- **Description of the task**
Show each line of the data below that has the string "CrosstermBackend" in it.

- **Material supplied**
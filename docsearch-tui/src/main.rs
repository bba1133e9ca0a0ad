mod app;
mod bootstrap;
mod cli;
mod config;
mod logging;
mod runtime;
mod ui;

use anyhow::Result;
use app::{App, RouteNavigator};
use clap::Parser;
use crossterm::{
    execute,
    terminal::{disable_raw_mode, enable_raw_mode, EnterAlternateScreen, LeaveAlternateScreen},
};
use docsearch::{DocumentSource, SearchSession, TokioScheduler};
use ratatui::{backend::CrosstermBackend, Terminal};
use std::io;
use std::sync::Arc;
use std::time::Instant;
use tracing::info;

#[tokio::main]
async fn main() -> Result<()> {
    // Load environment variables from .env.docsearch
    dotenvy::from_filename(".env.docsearch").ok();

    let cli = cli::Cli::parse();

    // Locating the config file must not depend on it parsing.
    if let cli::Commands::ConfigPath = cli.command {
        let path = config::AppConfig::config_path()?;
        if config::AppConfig::write_default_if_missing(&path)? {
            println!("Created default config at {}", path.display());
        }
        println!("{}", path.display());
        return Ok(());
    }

    logging::init_file_tracing(&config::AppConfig::log_path()?)?;
    let cfg = config::AppConfig::load()?;
    info!(title = %cfg.title, "Starting docsearch-tui");

    let source = match cli.command {
        cli::Commands::Run { site_map } => {
            let site_map = site_map.or_else(|| cfg.site_map.clone());
            bootstrap::page_tree_source(site_map.as_deref(), cfg.search.max_tree_depth)?
        }
        cli::Commands::Demo => bootstrap::demo_source(),
        cli::Commands::ConfigPath => return Ok(()),
    };

    run_tui(cfg, source).await
}

async fn run_tui(cfg: config::AppConfig, source: Arc<dyn DocumentSource>) -> Result<()> {
    let store = bootstrap::history_store(&cfg)?;
    let pages = bootstrap::load_pages(source.as_ref()).await;

    let (navigator, routes) = RouteNavigator::channel();
    let (scheduler, fired) = TokioScheduler::new();
    let session = SearchSession::mount(source, store, navigator, scheduler, cfg.search.clone());

    let mut app = App::new(&cfg, session, pages, Instant::now());
    if app.pages.is_empty() {
        app.status_message = Some("No pages loaded, see the log for details".to_string());
    }

    // Setup terminal
    enable_raw_mode()?;
    let mut stdout = io::stdout();
    execute!(stdout, EnterAlternateScreen)?;
    let backend = CrosstermBackend::new(stdout);
    let mut terminal = Terminal::new(backend)?;

    let res = runtime::run_app(&mut terminal, &mut app, runtime::Inbox { fired, routes }).await;

    // Restore terminal
    disable_raw_mode()?;
    execute!(terminal.backend_mut(), LeaveAlternateScreen)?;
    terminal.show_cursor()?;

    if let Err(err) = &res {
        eprintln!("Error: {:?}", err);
    }
    info!("docsearch-tui stopped");
    res
}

- **Expected output**
use ratatui::{backend::CrosstermBackend, Terminal};
    let backend = CrosstermBackend::new(stdout);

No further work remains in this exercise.